=== What the exercise asks ===
Copy out again, unchanged, the listing below from the line that has "pub fn closest_point_on_segment(&self, point: Vec3)" through the line that has "use super::*;".
⁂
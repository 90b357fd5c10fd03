//! Transform hierarchy
//!
//! [`TransformHierarchy`] is the contract the controllers write through: read a
//! node's local/world transform and basis vectors, set a local rotation, rotate
//! in world space and translate in world space. [`SceneGraph`] is the
//! slotmap-backed implementation used by the application and the integration
//! tests.

use rogue_math::{Quat, Vec3};
use slotmap::{new_key_type, SlotMap};

use crate::transform::Transform;

new_key_type! {
    /// Key to a node in a [`SceneGraph`]
    ///
    /// Generational, so a key to a removed node never aliases a new one.
    pub struct NodeKey;
}

/// World-space basis vectors of a node
#[derive(Clone, Copy, Debug, PartialEq)]
pub struct Basis {
    pub forward: Vec3,
    pub right: Vec3,
    pub up: Vec3,
}

impl Basis {
    /// Basis of the given world rotation
    pub fn from_rotation(rotation: Quat) -> Self {
        Self {
            forward: rotation.rotate(Vec3::FORWARD),
            right: rotation.rotate(Vec3::RIGHT),
            up: rotation.rotate(Vec3::UP),
        }
    }
}

impl Default for Basis {
    fn default() -> Self {
        Self::from_rotation(Quat::IDENTITY)
    }
}

/// Read/write access to a hierarchy of transforms
///
/// Calls with a key that does not resolve are ignored by writers and return
/// the identity from readers; the host is responsible for handing out live keys.
pub trait TransformHierarchy {
    /// Transform of `node` relative to its parent
    fn local(&self, node: NodeKey) -> Transform;

    /// Replace the local rotation of `node`
    fn set_local_rotation(&mut self, node: NodeKey, rotation: Quat);

    /// Transform of `node` in world space
    fn world(&self, node: NodeKey) -> Transform;

    /// Rotate `node` by `degrees` about a world-space `axis` (right-hand rule),
    /// composed with its current rotation
    fn rotate_world(&mut self, node: NodeKey, axis: Vec3, degrees: f32);

    /// Move `node` by a world-space offset
    fn translate_world(&mut self, node: NodeKey, offset: Vec3);

    fn world_position(&self, node: NodeKey) -> Vec3 {
        self.world(node).position
    }

    fn world_rotation(&self, node: NodeKey) -> Quat {
        self.world(node).rotation
    }

    /// World-space forward/right/up of `node`
    fn basis(&self, node: NodeKey) -> Basis {
        Basis::from_rotation(self.world_rotation(node))
    }
}

/// A node in the scene graph
#[derive(Clone, Debug)]
pub struct Node {
    /// Display name (not required to be unique)
    pub name: String,
    /// Transform relative to the parent
    pub local: Transform,
    parent: Option<NodeKey>,
    children: Vec<NodeKey>,
}

impl Node {
    fn new(name: impl Into<String>, local: Transform) -> Self {
        Self {
            name: name.into(),
            local,
            parent: None,
            children: Vec::new(),
        }
    }

    pub fn parent(&self) -> Option<NodeKey> {
        self.parent
    }

    pub fn children(&self) -> &[NodeKey] {
        &self.children
    }
}

/// Parent/child hierarchy of transforms
#[derive(Default)]
pub struct SceneGraph {
    nodes: SlotMap<NodeKey, Node>,
}

impl SceneGraph {
    /// Create an empty scene graph
    pub fn new() -> Self {
        Self {
            nodes: SlotMap::with_key(),
        }
    }

    /// Add a root node
    pub fn add_node(&mut self, name: impl Into<String>, local: Transform) -> NodeKey {
        self.nodes.insert(Node::new(name, local))
    }

    /// Add a node under `parent`
    pub fn add_child(
        &mut self,
        parent: NodeKey,
        name: impl Into<String>,
        local: Transform,
    ) -> Result<NodeKey, SceneGraphError> {
        if !self.nodes.contains_key(parent) {
            return Err(SceneGraphError::NodeNotFound(parent));
        }
        let mut node = Node::new(name, local);
        node.parent = Some(parent);
        let key = self.nodes.insert(node);
        self.nodes[parent].children.push(key);
        Ok(key)
    }

    /// Move `node` under `parent`, or to the root when `parent` is `None`
    ///
    /// The local transform is kept as-is, so the world transform may change.
    pub fn set_parent(
        &mut self,
        node: NodeKey,
        parent: Option<NodeKey>,
    ) -> Result<(), SceneGraphError> {
        if !self.nodes.contains_key(node) {
            return Err(SceneGraphError::NodeNotFound(node));
        }
        if let Some(p) = parent {
            if !self.nodes.contains_key(p) {
                return Err(SceneGraphError::NodeNotFound(p));
            }
            // Walk up from the new parent; meeting `node` means a cycle
            let mut cursor = Some(p);
            while let Some(c) = cursor {
                if c == node {
                    return Err(SceneGraphError::WouldCreateCycle { node, parent: p });
                }
                cursor = self.nodes[c].parent;
            }
        }

        if let Some(old) = self.nodes[node].parent {
            self.nodes[old].children.retain(|&c| c != node);
        }
        self.nodes[node].parent = parent;
        if let Some(p) = parent {
            self.nodes[p].children.push(node);
        }
        Ok(())
    }

    /// Remove `node` and its whole subtree, returning how many nodes were removed
    pub fn remove(&mut self, node: NodeKey) -> Result<usize, SceneGraphError> {
        let parent = self
            .nodes
            .get(node)
            .ok_or(SceneGraphError::NodeNotFound(node))?
            .parent;
        if let Some(p) = parent {
            self.nodes[p].children.retain(|&c| c != node);
        }

        let mut removed = 0;
        let mut stack = vec![node];
        while let Some(key) = stack.pop() {
            if let Some(n) = self.nodes.remove(key) {
                stack.extend(n.children);
                removed += 1;
            }
        }
        Ok(removed)
    }

    pub fn get(&self, node: NodeKey) -> Option<&Node> {
        self.nodes.get(node)
    }

    pub fn get_mut(&mut self, node: NodeKey) -> Option<&mut Node> {
        self.nodes.get_mut(node)
    }

    /// Replace the local transform of `node`
    pub fn set_local(&mut self, node: NodeKey, local: Transform) -> Result<(), SceneGraphError> {
        let n = self
            .nodes
            .get_mut(node)
            .ok_or(SceneGraphError::NodeNotFound(node))?;
        n.local = local;
        Ok(())
    }

    /// Find the first node with the given name
    pub fn find_by_name(&self, name: &str) -> Option<NodeKey> {
        self.nodes
            .iter()
            .find(|(_, n)| n.name == name)
            .map(|(k, _)| k)
    }

    #[inline]
    pub fn len(&self) -> usize {
        self.nodes.len()
    }

    #[inline]
    pub fn is_empty(&self) -> bool {
        self.nodes.is_empty()
    }

    /// World transform of the parent of `node` (identity for roots)
    fn parent_world(&self, node: NodeKey) -> Transform {
        match self.nodes.get(node).and_then(|n| n.parent) {
            Some(p) => self.world(p),
            None => Transform::identity(),
        }
    }
}

impl TransformHierarchy for SceneGraph {
    fn local(&self, node: NodeKey) -> Transform {
        self.nodes
            .get(node)
            .map(|n| n.local)
            .unwrap_or_default()
    }

    fn set_local_rotation(&mut self, node: NodeKey, rotation: Quat) {
        if let Some(n) = self.nodes.get_mut(node) {
            n.local.rotation = rotation.normalize();
        }
    }

    fn world(&self, node: NodeKey) -> Transform {
        let mut world = self.local(node);
        let mut cursor = self.nodes.get(node).and_then(|n| n.parent);
        while let Some(p) = cursor {
            let parent = &self.nodes[p];
            world = parent.local.compose(&world);
            cursor = parent.parent;
        }
        world
    }

    fn rotate_world(&mut self, node: NodeKey, axis: Vec3, degrees: f32) {
        if !self.nodes.contains_key(node) {
            return;
        }
        let parent_rotation = self.parent_world(node).rotation;
        let world_delta = Quat::from_axis_angle(axis, degrees.to_radians());
        // Conjugate the world-space delta into the parent's frame
        let local_delta = parent_rotation
            .conjugate()
            .compose(&world_delta)
            .compose(&parent_rotation);
        self.nodes[node].local.rotate(local_delta);
    }

    fn translate_world(&mut self, node: NodeKey, offset: Vec3) {
        if !self.nodes.contains_key(node) {
            return;
        }
        let local_offset = self.parent_world(node).rotation.conjugate().rotate(offset);
        self.nodes[node].local.translate(local_offset);
    }
}

/// Error from a scene graph management call
#[derive(Debug, Clone, PartialEq)]
pub enum SceneGraphError {
    /// The key does not refer to a live node
    NodeNotFound(NodeKey),
    /// Reparenting would make a node its own ancestor
    WouldCreateCycle { node: NodeKey, parent: NodeKey },
}

impl std::fmt::Display for SceneGraphError {
    fn fmt(&self, f: &mut std::fmt::Formatter<'_>) -> std::fmt::Result {
        match self {
            SceneGraphError::NodeNotFound(key) => write!(f, "Scene node not found: {:?}", key),
            SceneGraphError::WouldCreateCycle { node, parent } => {
                write!(f, "Parenting {:?} under {:?} would create a cycle", node, parent)
            }
        }
    }
}

impl std::error::Error for SceneGraphError {}
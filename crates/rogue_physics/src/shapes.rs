//! Collision shapes
//!
//! Lightweight primitives used for overlap queries and contact generation.

use rogue_math::Vec3;
use serde::{Serialize, Deserialize};

/// A sphere defined by center and radius
#[derive(Clone, Copy, Debug, PartialEq, Serialize, Deserialize)]
pub struct Sphere {
    pub center: Vec3,
    pub radius: f32,
}

impl Sphere {
    /// Create a new sphere at the given center with the given radius
    pub fn new(center: Vec3, radius: f32) -> Self {
        Self { center, radius }
    }

    /// Check if a point is inside or on the sphere
    pub fn contains(&self, point: Vec3) -> bool {
        (point - self.center).length_squared() <= self.radius * self.radius
    }
}

/// An axis-aligned bounding box
#[derive(Clone, Copy, Debug, PartialEq, Serialize, Deserialize)]
pub struct Aabb {
    /// Minimum corner
    pub min: Vec3,
    /// Maximum corner
    pub max: Vec3,
}

impl Aabb {
    /// Create a new AABB from min and max corners
    pub fn new(min: Vec3, max: Vec3) -> Self {
        Self { min, max }
    }

    /// Create an AABB centered at a position with given half-extents
    pub fn from_center_half_extents(center: Vec3, half_extents: Vec3) -> Self {
        Self {
            min: center - half_extents,
            max: center + half_extents,
        }
    }

    pub fn center(&self) -> Vec3 {
        (self.min + self.max) * 0.5
    }

    pub fn half_extents(&self) -> Vec3 {
        (self.max - self.min) * 0.5
    }

    /// Check if a point is inside or on the AABB
    pub fn contains(&self, point: Vec3) -> bool {
        point.x >= self.min.x
            && point.x <= self.max.x
            && point.y >= self.min.y
            && point.y <= self.max.y
            && point.z >= self.min.z
            && point.z <= self.max.z
    }

    /// Get the closest point inside or on the AABB to a given point
    pub fn closest_point(&self, point: Vec3) -> Vec3 {
        point.clamp_components(self.min, self.max)
    }
}

/// An infinite plane bounding a solid half-space
///
/// The plane equation is: normal · point = distance.
/// Everything on the negative side counts as solid.
#[derive(Clone, Copy, Debug, PartialEq, Serialize, Deserialize)]
pub struct Plane {
    /// Unit normal vector pointing out of the solid
    pub normal: Vec3,
    /// Signed distance from origin along the normal
    pub distance: f32,
}

impl Plane {
    /// Create a new plane from a normal and distance
    ///
    /// The normal will be normalized automatically.
    pub fn new(normal: Vec3, distance: f32) -> Self {
        Self {
            normal: normal.normalized(),
            distance,
        }
    }

    /// Create a plane from a point on the plane and a normal
    pub fn from_point_normal(point: Vec3, normal: Vec3) -> Self {
        let n = normal.normalized();
        Self {
            normal: n,
            distance: n.dot(point),
        }
    }

    /// Create a horizontal floor plane at the given Y height
    pub fn floor(y: f32) -> Self {
        Self::from_point_normal(Vec3::new(0.0, y, 0.0), Vec3::UP)
    }

    /// Positive above the plane, negative inside the solid
    pub fn signed_distance(&self, point: Vec3) -> f32 {
        self.normal.dot(point) - self.distance
    }
}

/// A capsule: a segment swept by a sphere
#[derive(Clone, Copy, Debug, PartialEq)]
pub struct Capsule {
    /// Bottom segment end
    pub a: Vec3,
    /// Top segment end
    pub b: Vec3,
    pub radius: f32,
}

impl Capsule {
    /// Capsule of total `height` centred on `center`, aligned with `up`
    ///
    /// Heights below `2 * radius` collapse to a sphere.
    pub fn from_center_axis(center: Vec3, up: Vec3, height: f32, radius: f32) -> Self {
        let half_segment = (height * 0.5 - radius).max(0.0);
        let axis = up.normalized() * half_segment;
        Self {
            a: center - axis,
            b: center + axis,
            radius,
        }
    }

    /// Closest point on the inner segment to `point`
    pub fn closest_point_on_segment(&self, point: Vec3) -> Vec3 {
        let ab = self.b - self.a;
        let len_sq = ab.length_squared();
        if len_sq <= f32::EPSILON {
            return self.a;
        }
        let t = ((point - self.a).dot(ab) / len_sq).clamp(0.0, 1.0);
        self.a + ab * t
    }

    /// Sphere at the segment point closest to `point`
    pub fn sphere_toward(&self, point: Vec3) -> Sphere {
        Sphere::new(self.closest_point_on_segment(point), self.radius)
    }
}

/// Collider enum for storing different static shape types
#[derive(Clone, Copy, Debug, PartialEq, Serialize, Deserialize)]
pub enum Collider {
    Sphere(Sphere),
    Aabb(Aabb),
    Plane(Plane),
}

impl Collider {
    /// A representative point of the collider
    ///
    /// For planes, returns the point on the plane closest to the origin.
    pub fn center(&self) -> Vec3 {
        match self {
            Collider::Sphere(s) => s.center,
            Collider::Aabb(b) => b.center(),
            Collider::Plane(p) => p.normal * p.distance,
        }
    }
}

#[cfg(test)]
mod tests {
    use super::*;

    #[test]
    fn test_sphere_contains() {
        let sphere = Sphere::new(Vec3::ZERO, 1.0);
        assert!(sphere.contains(Vec3::new(0.5, 0.0, 0.0)));
        assert!(sphere.contains(Vec3::new(1.0, 0.0, 0.0))); // on surface
        assert!(!sphere.contains(Vec3::new(1.1, 0.0, 0.0)));
    }

    #[test]
    fn test_aabb_from_center_half_extents() {
        let aabb = Aabb::from_center_half_extents(Vec3::new(1.0, 2.0, 3.0), Vec3::new(0.5, 0.5, 0.5));
        assert_eq!(aabb.min, Vec3::new(0.5, 1.5, 2.5));
        assert_eq!(aabb.max, Vec3::new(1.5, 2.5, 3.5));
        assert_eq!(aabb.center(), Vec3::new(1.0, 2.0, 3.0));
    }

    #[test]
    fn test_aabb_closest_point() {
        let aabb = Aabb::new(Vec3::ZERO, Vec3::ONE);
        let inside = Vec3::new(0.5, 0.5, 0.5);
        assert_eq!(aabb.closest_point(inside), inside);
        assert_eq!(aabb.closest_point(Vec3::new(2.0, 0.5, 0.5)), Vec3::new(1.0, 0.5, 0.5));
    }

    #[test]
    fn test_plane_signed_distance() {
        let floor = Plane::floor(0.0);
        assert!(floor.signed_distance(Vec3::ZERO).abs() < 0.0001);
        assert!((floor.signed_distance(Vec3::new(0.0, 1.0, 0.0)) - 1.0).abs() < 0.0001);
        assert!((floor.signed_distance(Vec3::new(0.0, -1.0, 0.0)) + 1.0).abs() < 0.0001);
    }

    #[test]
    fn test_capsule_segment() {
        let capsule = Capsule::from_center_axis(Vec3::new(0.0, 1.0, 0.0), Vec3::UP, 2.0, 0.5);
        assert_eq!(capsule.a, Vec3::new(0.0, 0.5, 0.0));
        assert_eq!(capsule.b, Vec3::new(0.0, 1.5, 0.0));
        assert_eq!(capsule.closest_point_on_segment(Vec3::new(3.0, 1.2, 0.0)), Vec3::new(0.0, 1.2, 0.0));
        assert_eq!(capsule.closest_point_on_segment(Vec3::new(0.0, -4.0, 0.0)), capsule.a);
    }

    #[test]
    fn test_short_capsule_is_sphere() {
        let capsule = Capsule::from_center_axis(Vec3::ZERO, Vec3::UP, 0.5, 0.5);
        assert_eq!(capsule.a, capsule.b);
        assert_eq!(capsule.closest_point_on_segment(Vec3::new(1.0, 1.0, 1.0)), Vec3::ZERO);
    }
}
⁂
=== Answer section ===
    pub fn closest_point_on_segment(&self, point: Vec3) -> Vec3 {
        let ab = self.b - self.a;
        let len_sq = ab.length_squared();
        if len_sq <= f32::EPSILON {
            return self.a;
        }
        let t = ((point - self.a).dot(ab) / len_sq).clamp(0.0, 1.0);
        self.a + ab * t
    }

    /// Sphere at the segment point closest to `point`
    pub fn sphere_toward(&self, point: Vec3) -> Sphere {
        Sphere::new(self.closest_point_on_segment(point), self.radius)
    }
}

/// Collider enum for storing different static shape types
#[derive(Clone, Copy, Debug, PartialEq, Serialize, Deserialize)]
pub enum Collider {
    Sphere(Sphere),
    Aabb(Aabb),
    Plane(Plane),
}

impl Collider {
    /// A representative point of the collider
    ///
    /// For planes, returns the point on the plane closest to the origin.
    pub fn center(&self) -> Vec3 {
        match self {
            Collider::Sphere(s) => s.center,
            Collider::Aabb(b) => b.center(),
            Collider::Plane(p) => p.normal * p.distance,
        }
    }
}

#[cfg(test)]
mod tests {
    use super::*;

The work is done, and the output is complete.